[Stored data entries]
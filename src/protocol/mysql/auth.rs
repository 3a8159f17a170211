//! MySQL authentication
//!
//! Implements mysql_native_password. Accounts store the MySQL-style hash
//! `*HEX(SHA1(SHA1(password)))`, or an empty string for no password.

use sha1::{Digest, Sha1};

use super::error::{ProtocolError, ProtocolResult};
use super::handshake::capabilities;
use super::packet::PayloadReader;

/// Handshake response from client (Protocol 4.1)
#[derive(Debug)]
pub struct HandshakeResponse41 {
    pub capability_flags: u32,
    pub max_packet_size: u32,
    pub character_set: u8,
    pub username: String,
    /// Scrambled password, raw bytes
    pub auth_response: Vec<u8>,
    /// Database name (if CLIENT_CONNECT_WITH_DB)
    pub database: Option<String>,
    /// Auth plugin name (if CLIENT_PLUGIN_AUTH)
    pub auth_plugin_name: Option<String>,
}

impl HandshakeResponse41 {
    pub fn parse(data: &[u8]) -> ProtocolResult<Self> {
        let mut r = PayloadReader::new(data);

        let capability_flags = r.u32_le("capability flags")?;
        if capability_flags & capabilities::CLIENT_PROTOCOL_41 == 0 {
            return Err(ProtocolError::Unsupported(
                "pre-4.1 client protocol".to_string(),
            ));
        }
        let max_packet_size = r.u32_le("max packet size")?;
        let character_set = r.u8("character set")?;
        r.skip(23, "reserved filler")?;

        let username = r.nul_str("username")?;
        let has = |cap: u32| capability_flags & cap != 0;

        let auth_response = if has(capabilities::CLIENT_PLUGIN_AUTH_LENENC_CLIENT_DATA) {
            r.lenenc_bytes("auth response")?
        } else if has(capabilities::CLIENT_SECURE_CONNECTION) {
            if r.is_empty() {
                &[][..]
            } else {
                let len = r.u8("auth response length")? as usize;
                r.bytes(len, "auth response")?
            }
        } else {
            r.nul_bytes("auth response")?
        }
        .to_vec();

        let database = if has(capabilities::CLIENT_CONNECT_WITH_DB) && !r.is_empty() {
            Some(r.nul_str("database")?).filter(|db| !db.is_empty())
        } else {
            None
        };

        let auth_plugin_name = if has(capabilities::CLIENT_PLUGIN_AUTH) && !r.is_empty() {
            Some(r.nul_str("auth plugin")?).filter(|name| !name.is_empty())
        } else {
            None
        };

        // connection attributes are ignored
        Ok(HandshakeResponse41 {
            capability_flags,
            max_packet_size,
            character_set,
            username,
            auth_response,
            database,
            auth_plugin_name,
        })
    }

    /// Check if client requested a specific capability
    pub fn has_capability(&self, cap: u32) -> bool {
        self.capability_flags & cap != 0
    }
}

fn sha1(parts: &[&[u8]]) -> [u8; 20] {
    let mut hasher = Sha1::new();
    for part in parts {
        hasher.update(part);
    }
    let mut out = [0u8; 20];
    out.copy_from_slice(&hasher.finalize());
    out
}

/// Stored form of a password: `*` + uppercase hex of SHA1(SHA1(password))
pub fn compute_password_hash(password: &str) -> String {
    if password.is_empty() {
        return String::new();
    }
    let stage2 = sha1(&[&sha1(&[password.as_bytes()])]);
    let mut out = String::with_capacity(41);
    out.push('*');
    for b in stage2 {
        out.push_str(&format!("{:02X}", b));
    }
    out
}

fn decode_password_hash(hash: &str) -> Option<[u8; 20]> {
    let hex = hash.strip_prefix('*')?;
    if hex.len() != 40 {
        return None;
    }
    let mut out = [0u8; 20];
    for (i, byte) in out.iter_mut().enumerate() {
        *byte = u8::from_str_radix(hex.get(i * 2..i * 2 + 2)?, 16).ok()?;
    }
    Some(out)
}

/// Verify a mysql_native_password response against a stored hash.
///
/// The client sends `SHA1(pw) XOR SHA1(scramble || SHA1(SHA1(pw)))`.
/// XOR with `SHA1(scramble || stored)` recovers `SHA1(pw)`, whose SHA1 must
/// equal the stored stage-2 hash.
pub fn verify_native_password_hash(scramble: &[u8], stored_hash: &str, auth_response: &[u8]) -> bool {
    if stored_hash.is_empty() {
        return auth_response.is_empty();
    }
    if auth_response.len() != 20 {
        return false;
    }
    let Some(stage2) = decode_password_hash(stored_hash) else {
        return false;
    };

    let mask = sha1(&[scramble, &stage2]);
    let mut stage1 = [0u8; 20];
    for (i, b) in stage1.iter_mut().enumerate() {
        *b = auth_response[i] ^ mask[i];
    }

    sha1(&[&stage1]) == stage2
}

/// Client-side mysql_native_password response
pub fn scramble_password(scramble: &[u8], password: &str) -> Vec<u8> {
    if password.is_empty() {
        return Vec::new();
    }
    let stage1 = sha1(&[password.as_bytes()]);
    let stage2 = sha1(&[&stage1]);
    let mask = sha1(&[scramble, &stage2]);
    stage1.iter().zip(mask.iter()).map(|(a, b)| a ^ b).collect()
}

TASK OBJECTIVE.
Copy each line above that contains the word "mask".

ANSWER BOX.
    let mask = sha1(&[scramble, &stage2]);
        *b = auth_response[i] ^ mask[i];
    let mask = sha1(&[scramble, &stage2]);
    stage1.iter().zip(mask.iter()).map(|(a, b)| a ^ b).collect()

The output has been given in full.